[Collected data entries]
* * * * * * * * *
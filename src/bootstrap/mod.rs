//! Staged connection bring-up.
//!
//! - [`Bootstrapper`] runs connect → gate 1 → (unlock) → gate 2 → identity → probe.
//! - [`ConnectionState`] records how far a node got.
//! - `gates` holds the two lifecycle gates on the state stream.

mod bootstrapper;
mod gates;
mod state;

pub use bootstrapper::{Bootstrapper, Credential, Readiness, Ready};
pub use state::ConnectionState;
impl Launcher {
    pub fn new(label: impl Into<Arc<str>>, bus: Bus) -> Self {
        Self {
            label: label.into(),
            bus,
            log_file: None,
            tail_lines: 64,
        }
    }

    pub fn with_log_file(mut self, path: Option<PathBuf>) -> Self {
        self.log_file = path;
        self
    }

    pub fn with_tail_lines(mut self, n: usize) -> Self {
        self.tail_lines = n;
        self
    }

    /// Spawns `program args…` and records its pid in `pid_file`.
    pub async fn launch(&self, program: &Path, args: &[String], pid_file: &Path) -> Result<ProcessHandle, LaunchError> {
        let (log, stdout_file) = LogSink::open(self.label.clone(), self.log_file.as_deref(), self.tail_lines)
            .await
            .map_err(|source| LaunchError::LogFile {
                path: self.log_file.clone().unwrap_or_default(),
                source,
            })?;

        let stdout = match stdout_file {
            Some(file) => Stdio::from(file),
            None => Stdio::null(),
        };
        let mut child = Command::new(program)
            .args(args)
            .stdin(Stdio::null())
            .stdout(stdout)
            .stderr(Stdio::piped())
            .kill_on_drop(true)
            .spawn()
            .map_err(|source| LaunchError::Spawn {
                program: program.to_path_buf(),
                source,
            })?;

        let Some(pid) = child.id() else {
            return Err(LaunchError::NoPid {
                program: program.to_path_buf(),
            });
        };
        self.bus.publish(
            Event::new(EventKind::ProcessStarted)
                .with_node(self.label.clone())
                .with_pid(pid),
        );

        let forwarder = child
            .stderr
            .take()
            .map(|stderr| tokio::spawn(forward_stderr(stderr, log.clone())));

        let kill = CancellationToken::new();
        let exit = ExitSignal::new();
        let waiter = tokio::spawn(watch_child(
            child,
            forwarder,
            WaiterCtx {
                pid,
                label: self.label.clone(),
                bus: self.bus.clone(),
                kill: kill.clone(),
                exit: exit.clone(),
                log: log.clone(),
            },
        ));

        let handle = ProcessHandle {
            pid,
            label: self.label.clone(),
            kill,
            exit,
            waiter,
            log,
        };

        if let Err(source) = record_pid(pid_file, pid).await {
            handle.kill();
            let _ = handle.drain().await;
            return Err(LaunchError::PidFile {
                path: pid_file.to_path_buf(),
                source,
            });
        }
        Ok(handle)
    }
}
* * * * * * * * *
§ What you need to do
Read through the entries, then copy every line where the string "return" is found.

§ Written response
            return Err(LaunchError::NoPid {
            return Err(LaunchError::PidFile {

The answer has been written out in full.